Task directions:
Below are records; copy every line among them that contains the word "camera".

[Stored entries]
// config.rs - Storm tuning parameters
//
// Every knob the simulation reads lives here. Defaults reproduce the
// reference storm: 3000 drops over a 50x50 area, a 60x60 water grid,
// a 30 slot ripple pool and a 5 unit floating cube.

use serde::{Deserialize, Serialize};

use crate::error::ConfigError;

/// Inclusive `(min, max)` range that random draws are taken from.
pub type Span = (f32, f32);

#[derive(Clone, Debug, Default, Serialize, Deserialize)]
#[serde(default)]
pub struct StormConfig {
    pub rain: RainConfig,
    pub splash: SplashConfig,
    pub ripple: RippleConfig,
    pub water: WaterConfig,
    pub floater: FloaterConfig,
    pub render: RenderConfig,
}

#[derive(Clone, Debug, Serialize, Deserialize)]
#[serde(default)]
pub struct RainConfig {
    pub drop_count: usize,
    /// Side length of the square footprint drops fall into.
    pub area_size: f32,
    pub base_speed: f32,
    pub speed_variation: Span,
    pub ground_level: f32,
    pub wind: [f32; 3],
    /// Velocities are expressed per 1/60 s; `advance` multiplies `dt` by this.
    pub motion_scale: f32,
    /// Lowest starting height above ground for the initial fill.
    pub spawn_floor: f32,
    /// Recycled drops re-enter at `area + U(0, area * respawn_band)`.
    pub respawn_band: f32,
    pub shade: Span,
}

impl Default for RainConfig {
    fn default() -> Self {
        Self {
            drop_count: 3000,
            area_size: 50.0,
            base_speed: 0.8,
            speed_variation: (0.8, 1.2),
            ground_level: 0.0,
            wind: [0.1, 0.0, 0.04],
            motion_scale: 60.0,
            spawn_floor: 5.0,
            respawn_band: 0.5,
            shade: (100.0, 180.0),
        }
    }
}

#[derive(Clone, Debug, Serialize, Deserialize)]
#[serde(default)]
pub struct SplashConfig {
    pub particles_per_impact: usize,
    pub lifetime: f32,
    pub speed: f32,
    pub gravity: f32,
    /// Horizontal velocity is `U(-speed, speed) * spread`.
    pub spread: f32,
    /// Upward velocity is `U(lift) * speed`.
    pub lift: Span,
    /// Opacity of a fresh particle relative to the drop color.
    pub opacity: f32,
}

impl Default for SplashConfig {
    fn default() -> Self {
        Self {
            particles_per_impact: 8,
            lifetime: 0.3,
            speed: 2.0,
            gravity: -5.0,
            spread: 0.5,
            lift: (0.5, 1.0),
            opacity: 0.7,
        }
    }
}

#[derive(Clone, Debug, Serialize, Deserialize)]
#[serde(default)]
pub struct RippleConfig {
    pub capacity: usize,
    pub strength: Span,
    pub max_radius: Span,
    pub duration: Span,
    pub wavelength: Span,
    /// Packet support is `|offset| < wavelength * envelope_width`.
    pub envelope_width: f32,
    /// Gaussian width of the packet, in wavelengths.
    pub envelope_decay: f32,
}

impl Default for RippleConfig {
    fn default() -> Self {
        Self {
            capacity: 30,
            strength: (0.15, 0.3),
            max_radius: (3.0, 5.0),
            duration: (2.0, 3.5),
            wavelength: (0.5, 1.0),
            envelope_width: 1.5,
            envelope_decay: 0.8,
        }
    }
}

#[derive(Clone, Debug, Serialize, Deserialize)]
#[serde(default)]
pub struct WaterConfig {
    /// Water plane side length as a multiple of the rain area.
    pub size_factor: f32,
    pub divisions: usize,
    pub swell_amplitude: [f32; 2],
    pub swell_frequency: [f32; 2],
    pub swell_speed: [f32; 2],
    pub wake_strength: f32,
    pub wake_wavelength: f32,
    pub wake_speed: f32,
    /// Wake ring bounds as multiples of the object size.
    pub wake_inner: f32,
    pub wake_outer: f32,
    pub color: [u8; 4],
}

impl Default for WaterConfig {
    fn default() -> Self {
        Self {
            size_factor: 1.5,
            divisions: 60,
            swell_amplitude: [0.3, 0.25],
            swell_frequency: [0.3, 0.25],
            swell_speed: [1.5, 1.1],
            wake_strength: 0.1,
            wake_wavelength: 2.5,
            wake_speed: 2.0,
            wake_inner: 0.3,
            wake_outer: 1.5,
            color: [60, 100, 150, 200],
        }
    }
}

#[derive(Clone, Debug, Serialize, Deserialize)]
#[serde(default)]
pub struct FloaterConfig {
    pub size: f32,
    pub orbit_speed: f32,
    /// Orbit radius is `area_size / orbit_divisor`.
    pub orbit_divisor: f32,
    pub bob_speed: f32,
    pub bob_amplitude: f32,
    /// Height of the cube's underside above ground at the bob midpoint.
    pub float_offset: f32,
    /// Underside height above ground before the first frame.
    pub start_offset: f32,
    pub color: [u8; 4],
}

impl Default for FloaterConfig {
    fn default() -> Self {
        Self {
            size: 5.0,
            orbit_speed: 0.4,
            orbit_divisor: 3.5,
            bob_speed: 0.6,
            bob_amplitude: 2.0,
            float_offset: 0.5,
            start_offset: 1.0,
            color: [230, 41, 55, 255],
        }
    }
}

#[derive(Clone, Debug, Serialize, Deserialize)]
#[serde(default)]
pub struct RenderConfig {
    pub drop_length: f32,
    /// Rain fade distances as multiples of the rain area size.
    pub fade_start: f32,
    pub fade_end: f32,
    pub camera: [f32; 3],
}

impl Default for RenderConfig {
    fn default() -> Self {
        Self {
            drop_length: 0.4,
            fade_start: 0.5,
            fade_end: 1.5,
            camera: [25.0, 15.0, 25.0],
        }
    }
}

impl StormConfig {
    /// Parse a JSON document; missing fields fall back to defaults.
    pub fn from_json(json: &str) -> Result<Self, ConfigError> {
        let config: StormConfig = serde_json::from_str(json)?;
        config.validate()?;
        log::debug!("loaded storm config: {:?}", config);
        Ok(config)
    }

    pub fn validate(&self) -> Result<(), ConfigError> {
        let rain = &self.rain;
        let (area, ground) = (rain.area_size, rain.ground_level);
        non_empty("rain.drop_count", rain.drop_count)?;
        positive("rain.area_size", area)?;
        positive("rain.motion_scale", rain.motion_scale)?;
        finite("rain.ground_level", &[ground])?;
        finite("rain.base_speed", &[rain.base_speed])?;
        finite("rain.wind", &rain.wind)?;
        span("rain.speed_variation", rain.speed_variation)?;
        span("rain.shade", rain.shade)?;
        if rain.shade.0 < 0.0 || rain.shade.1 > 245.0 {
            return Err(ConfigError::OutOfBounds {
                field: "rain.shade",
                min: rain.shade.0,
                max: rain.shade.1,
                lo: 0.0,
                hi: 245.0,
            });
        }
        // Drops are placed by draws derived from the area.
        bounds("rain.area_size", -area / 2.0, area / 2.0)?;
        bounds("rain.spawn_floor", ground + rain.spawn_floor, ground + area * 1.5)?;
        bounds("rain.respawn_band", ground + area, ground + area + area * rain.respawn_band)?;

        let splash = &self.splash;
        positive("splash.lifetime", splash.lifetime)?;
        finite("splash.gravity", &[splash.gravity])?;
        finite("splash.spread", &[splash.spread])?;
        finite("splash.opacity", &[splash.opacity])?;
        bounds("splash.speed", -splash.speed, splash.speed)?;
        span("splash.lift", splash.lift)?;

        let ripple = &self.ripple;
        non_empty("ripple.capacity", ripple.capacity)?;
        span("ripple.strength", ripple.strength)?;
        span("ripple.max_radius", ripple.max_radius)?;
        span("ripple.duration", ripple.duration)?;
        span("ripple.wavelength", ripple.wavelength)?;
        positive("ripple.duration", ripple.duration.0)?;
        positive("ripple.wavelength", ripple.wavelength.0)?;
        positive("ripple.envelope_width", ripple.envelope_width)?;
        positive("ripple.envelope_decay", ripple.envelope_decay)?;

        let water = &self.water;
        non_empty("water.divisions", water.divisions)?;
        positive("water.size_factor", water.size_factor)?;
        positive("water.wake_wavelength", water.wake_wavelength)?;
        positive("water.wake_outer", water.wake_outer)?;
        finite("water.size_factor", &[area * water.size_factor])?;
        finite("water.swell_amplitude", &water.swell_amplitude)?;
        finite("water.swell_frequency", &water.swell_frequency)?;
        finite("water.swell_speed", &water.swell_speed)?;
        finite("water.wake", &[water.wake_strength, water.wake_speed, water.wake_inner])?;

        let floater = &self.floater;
        positive("floater.size", floater.size)?;
        positive("floater.orbit_divisor", floater.orbit_divisor)?;
        finite("floater.orbit_divisor", &[area / floater.orbit_divisor])?;
        finite(
            "floater.motion",
            &[
                floater.orbit_speed,
                floater.bob_speed,
                floater.bob_amplitude,
                floater.float_offset,
                floater.start_offset,
            ],
        )?;

        let render = &self.render;
        finite("render.drop_length", &[render.drop_length])?;
        finite("render.camera", &render.camera)?;
        span("render.fade", (render.fade_start, render.fade_end))?;
        finite("render.fade", &[area * render.fade_start, area * render.fade_end])?;
        Ok(())
    }
}

/// A `[min, max]` range drawn from as-is.
fn span(field: &'static str, (min, max): Span) -> Result<(), ConfigError> {
    bounds(field, min, max)?;
    if min > max {
        return Err(ConfigError::InvalidRange { field, min, max });
    }
    Ok(())
}

/// Both ends of a uniform draw and the width between them must be finite
/// for the sampler to accept them.
fn bounds(field: &'static str, lo: f32, hi: f32) -> Result<(), ConfigError> {
    finite(field, &[lo, hi, hi - lo])
}

fn finite(field: &'static str, values: &[f32]) -> Result<(), ConfigError> {
    match values.iter().find(|v| !v.is_finite()) {
        Some(&value) => Err(ConfigError::NonFinite { field, value }),
        None => Ok(()),
    }
}

fn positive(field: &'static str, value: f32) -> Result<(), ConfigError> {
    // Written so NaN is rejected too.
    if !(value > 0.0) {
        return Err(ConfigError::NonPositive { field, value });
    }
    finite(field, &[value])
}

fn non_empty(field: &'static str, count: usize) -> Result<(), ConfigError> {
    if count == 0 {
        return Err(ConfigError::Empty { field });
    }
    Ok(())
}
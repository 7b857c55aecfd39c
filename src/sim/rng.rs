// rng.rs - Injected randomness
//
// Components never reach for a global generator; they take a
// `&mut impl RandomSource` so tests can script every draw.

use rand::{Rng, SeedableRng};
use rand_chacha::ChaCha8Rng;

use crate::config::Span;

/// Source of uniform floats.
pub trait RandomSource {
    /// Uniform draw in `[min, max]`. Returns `min` when the range is empty
    /// or its width is not a finite number.
    fn range(&mut self, min: f32, max: f32) -> f32;

    #[inline]
    fn span(&mut self, (min, max): Span) -> f32 {
        self.range(min, max)
    }
}

/// Default generator: ChaCha8, seeded per run.
pub struct SimRng(pub ChaCha8Rng);

impl SimRng {
    pub const DEFAULT_SEED: u64 = 42;

    pub fn from_seed_u64(seed: u64) -> Self {
        Self(ChaCha8Rng::seed_from_u64(seed))
    }
}

impl Default for SimRng {
    fn default() -> Self {
        Self::from_seed_u64(Self::DEFAULT_SEED)
    }
}

impl RandomSource for SimRng {
    #[inline]
    fn range(&mut self, min: f32, max: f32) -> f32 {
        if !(max > min) || !(max - min).is_finite() {
            return min;
        }
        self.0.gen_range(min..=max)
    }
}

Solution:
    pub camera: [f32; 3],
            camera: [25.0, 15.0, 25.0],
        finite("render.camera", &render.camera)?;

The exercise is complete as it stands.